A round of promising developments in the diagnosis and treatment of ovarian cancer may soon help dispel its description as "the silent disease."
The cancer--not the most common among women's cancers but certainly one of the most deadly--has been viewed with particular dread because it has often escaped early diagnosis and because treatment for advanced cases has been only partially successful.
But with advances in medical research, as well as a growing movement among consumer activists demanding more attention to the disease, the outlook for successfully treating ovarian cancer has brightened.
"Ovarian cancer is not the automatic death sentence it once was. But late diagnosis is still a problem," said Pat Goldman, president of the Ovarian Cancer National Alliance, a consumer advocacy organization formed in 1997 in Washington, D.C.
Even that may be surmountable in the near future. An Irvine company, Atairgin Technologies, is entering a final phase of research on a blood test to detect ovarian cancer in its early stages. The test could become available next year.
Moreover, in October, the National Cancer Institute announced that grants totaling $29 million will be awarded over five years to researchers working on short-term projects designed to yield quick benefits.
The cancer institute's research is expected to add to current advancements in ovarian cancer treatment. In June, the Food and Drug Administration approved a new drug, Doxil, for use in patients with advanced disease. Doxil, the latest among a handful of ovarian cancer drugs that have become available within the last five years, helps extend patients' lives.
And more than three dozen potential treatments for ovarian cancer are in various stages of clinical research, according to the Pharmaceutical Research and Manufacturers of America, a trade group. A test to reveal the disease early, however, is the most sought-after prize in ovarian cancer research.
"The identification of markers for ovarian cancer is critical," said Dr. Gordon Mills, a researcher at MD Anderson Cancer Center in Houston and a co-founder of Atairgin.
Ovarian cancer strikes about 25,400 women each year in the United States. A stunning 15,000 of those women die annually, largely because the disease is diagnosed at an advanced stage. If diagnosed when the cancer is contained to the ovaries, there is a 90% chance of survival for at least five years. However, when the disease has spread--which is the case for about 70% of all patients--the prognosis dims considerably.
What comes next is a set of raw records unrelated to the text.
//! Bucket object storage over HTTP.

use anyhow::Result;
use async_trait::async_trait;
use reqwest::Client;

use super::{ObjectStore, ensure_success};
use crate::config::{StorageCfg, StoreCfg};

/// Object store backed by `<base_url>/storage/v1/object/<bucket>/<key>`.
#[derive(Clone)]
pub struct BucketStorage {
    http: Client,
    base_url: String,
    api_key: String,
    bucket: String,
}

impl BucketStorage {
    pub fn new(http: Client, store: &StoreCfg, storage: &StorageCfg) -> Self {
        Self {
            http,
            base_url: store.base_url.trim_end_matches('/').to_string(),
            api_key: store.api_key.clone(),
            bucket: storage.bucket.clone(),
        }
    }

    /// Publicly resolvable URL for an object key.
    pub fn public_url(&self, key: &str) -> String {
        format!(
            "{}/storage/v1/object/public/{}/{}",
            self.base_url, self.bucket, key
        )
    }
}

#[async_trait]
impl ObjectStore for BucketStorage {
    async fn put_object(&self, key: &str, bytes: Vec<u8>, content_type: &str) -> Result<String> {
        let filename = key.rsplit('/').next().unwrap_or(key).to_string();
        let form = reqwest::multipart::Form::new().part(
            "file",
            reqwest::multipart::Part::bytes(bytes)
                .file_name(filename)
                .mime_str(content_type)?,
        );

        let url = format!(
            "{}/storage/v1/object/{}/{}",
            self.base_url, self.bucket, key
        );
        let resp = self
            .http
            .post(url)
            .header("apikey", &self.api_key)
            .bearer_auth(&self.api_key)
            .header("x-upsert", "false")
            .multipart(form)
            .send()
            .await?;
        ensure_success(resp).await?;
        Ok(self.public_url(key))
    }
}

#[cfg(test)]
mod tests {
    use super::*;
    use crate::config::Config;

    #[test]
    fn test_public_url_layout() {
        let mut cfg = Config::default();
        cfg.store.base_url = "https://shop.example.com/".into();
        cfg.storage.bucket = "product-images".into();
        let storage = BucketStorage::new(Client::new(), &cfg.store, &cfg.storage);
        assert_eq!(
            storage.public_url("products/a.png"),
            "https://shop.example.com/storage/v1/object/public/product-images/products/a.png"
        );
    }
}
In the past, only about one-third of those women survived five years or more, although drugs like Doxil have begun to favorably alter those statistics.
The risk for developing ovarian cancer increases with age; half of all tumors are found in women age 65 or older. But some women are at higher risk for the disease at any age, including those with a family history of it, women who carry the BRCA1 or BRCA2 gene mutations and women who have been diagnosed with breast cancer. Women with mutated BRCA1 and BRCA2 genes have an increased chance of developing breast or ovarian cancer.
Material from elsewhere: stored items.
//! Catalog import pipeline: tokenizer, record builder, image matcher and
//! template generator.

mod catalogs;
mod error;
mod images;
mod records;
mod template;
mod tokenizer;

pub use catalogs::{CatalogEntry, ReferenceCatalogs};
pub use error::ImportError;
pub use images::{ImageAsset, ImageCandidate, MatchSummary, MatchedImageSet, token_for};
pub use records::{
    Badge, OPTION_DELIMITER, ParsedProductRecord, RecordCounts, REQUIRED_FIELDS, build_records,
    count, slugify,
};
pub use template::{render_template, template_file_name};
pub use tokenizer::{RawRow, decode, quote, tokenize};

#[cfg(test)]
pub(crate) use images::tests as fixtures;

/// Decode, tokenize and build records from an uploaded import file.
pub fn parse_import(
    bytes: &[u8],
    catalogs: &ReferenceCatalogs,
) -> Result<Vec<ParsedProductRecord>, ImportError> {
    let text = decode(bytes)?;
    let rows = tokenize(&text);
    let records = build_records(&rows, catalogs)?;
    let counts = count(&records);
    tracing::info!(
        "import parsed: {} rows ({} valid, {} with errors)",
        records.len(),
        counts.valid,
        counts.errors
    );
    Ok(records)
}

#[cfg(test)]
mod tests {
    use super::*;

    #[test]
    fn test_parse_import_rejects_binary() {
        let catalogs = ReferenceCatalogs::default();
        assert!(matches!(
            parse_import(&[0xc3, 0x28], &catalogs),
            Err(ImportError::Unreadable(_))
        ));
    }

    #[test]
    fn test_parse_import_reports_missing_price() {
        let header: Vec<&str> = REQUIRED_FIELDS
            .iter()
            .copied()
            .filter(|f| *f != "price")
            .collect();
        let err = parse_import(header.join(",").as_bytes(), &ReferenceCatalogs::default())
            .unwrap_err();
        assert_eq!(err.to_string(), "missing required columns: price");
    }

    #[test]
    fn test_parse_import_header_only_is_ok() {
        let records =
            parse_import(REQUIRED_FIELDS.join(",").as_bytes(), &ReferenceCatalogs::default())
                .unwrap();
        assert!(records.is_empty());
    }
}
The strong link between breast and ovarian cancer is a new discovery that is vitally important for women under 50 who have had breast cancer. In these younger women with breast cancer, the risk for ovarian cancer is at least double compared with women in general. Younger Asian and Hispanic breast cancer patients are particularly at risk, with a respective threefold and fourfold increased risk beyond what is normal, according to Dr. Wendy Brewster, a UC Irvine doctor who has studied the association.
For women at particular risk, a highly accurate method to detect ovarian cancer early would greatly ease their fears.
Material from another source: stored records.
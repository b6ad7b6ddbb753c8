pub mod company;
pub mod payments;
pub mod rates;
pub mod schema;
pub mod summary;

use anyhow::Context as _;
use chrono::NaiveDate;
use clap::Args;
use paye::tax::{read_ledger_json, Ledger, RateTable};
use std::fs::File;
use std::io::{self, BufReader, Read};
use std::path::{Path, PathBuf};

/// Inputs shared by every command that reads the ledger
#[derive(Args, Debug)]
pub struct LedgerArgs {
    /// Ledger JSON file. Reads from stdin with "-".
    #[arg(short, long, global = true, default_value = "-")]
    ledger: PathBuf,

    /// JSON rate table to use instead of the built-in HMRC rates
    #[arg(long, global = true)]
    rates: Option<PathBuf>,

    /// Date to report status against (defaults to today)
    #[arg(long, global = true)]
    today: Option<NaiveDate>,
}

/// What a command needs once the inputs are loaded
pub struct Context {
    pub ledger: Ledger,
    pub today: NaiveDate,
}

impl LedgerArgs {
    /// Install the rate table override, if any. Must run before any
    /// calculation.
    pub fn install_rates(&self) -> anyhow::Result<()> {
        if let Some(path) = &self.rates {
            let file = File::open(path)
                .with_context(|| format!("Failed to open rate table {}", path.display()))?;
            RateTable::install(RateTable::from_json(BufReader::new(file))?)?;
            log::info!("Using rate table from {}", path.display());
        }
        Ok(())
    }

    pub fn load(&self) -> anyhow::Result<Context> {
        self.install_rates()?;
        let ledger = read_ledger(&self.ledger)?;
        let today = self
            .today
            .unwrap_or_else(|| chrono::Local::now().date_naive());
        Ok(Context { ledger, today })
    }
}

/// Read the ledger from a file, or stdin with "-"
pub fn read_ledger(path: &Path) -> anyhow::Result<Ledger> {
    if path.as_os_str() == "-" {
        read_from_stdin()
    } else {
        let file = File::open(path)
            .with_context(|| format!("Failed to open ledger {}", path.display()))?;
        read_ledger_json(BufReader::new(file))
    }
}

fn read_from_stdin() -> anyhow::Result<Ledger> {
    let stdin = io::stdin();
    let mut reader = BufReader::new(stdin.lock());

    let mut buffer = Vec::new();
    reader.read_to_end(&mut buffer)?;

    if buffer.is_empty() {
        anyhow::bail!("No input received. Provide a ledger file or pipe it to stdin.");
    }

    read_ledger_json(io::Cursor::new(buffer))
}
"It's a very scary thing to know that you are at high risk and there is really no good way for testing for the disease," said Martha Volner, assistant director of the Ovarian Cancer National Alliance. "A real screening tool, akin to the Pap smear [used to detect cervical cancer], is our ultimate goal. Something that is reliable, inexpensive and can be used on a population-wide basis."
Currently, women at high risk can undergo pelvic ultrasound imaging of the ovaries to look for tumors. These women should also see a doctor for a yearly physical exam of the ovaries, Mills said. In addition, a blood test called the CA 125 is sometimes used to look for signs of the disease, although this test produces a high rate of false positives and misses about 20% of actual cancer cases.
Atairgin's candidate for early detection is a blood test that detects a tumor marker called lysophospholipids, or LPA. A preliminary study of the test, published in 1998 in the Journal of the American Medical Assn., showed that LPA levels were significantly elevated in women with all stages of ovarian cancer.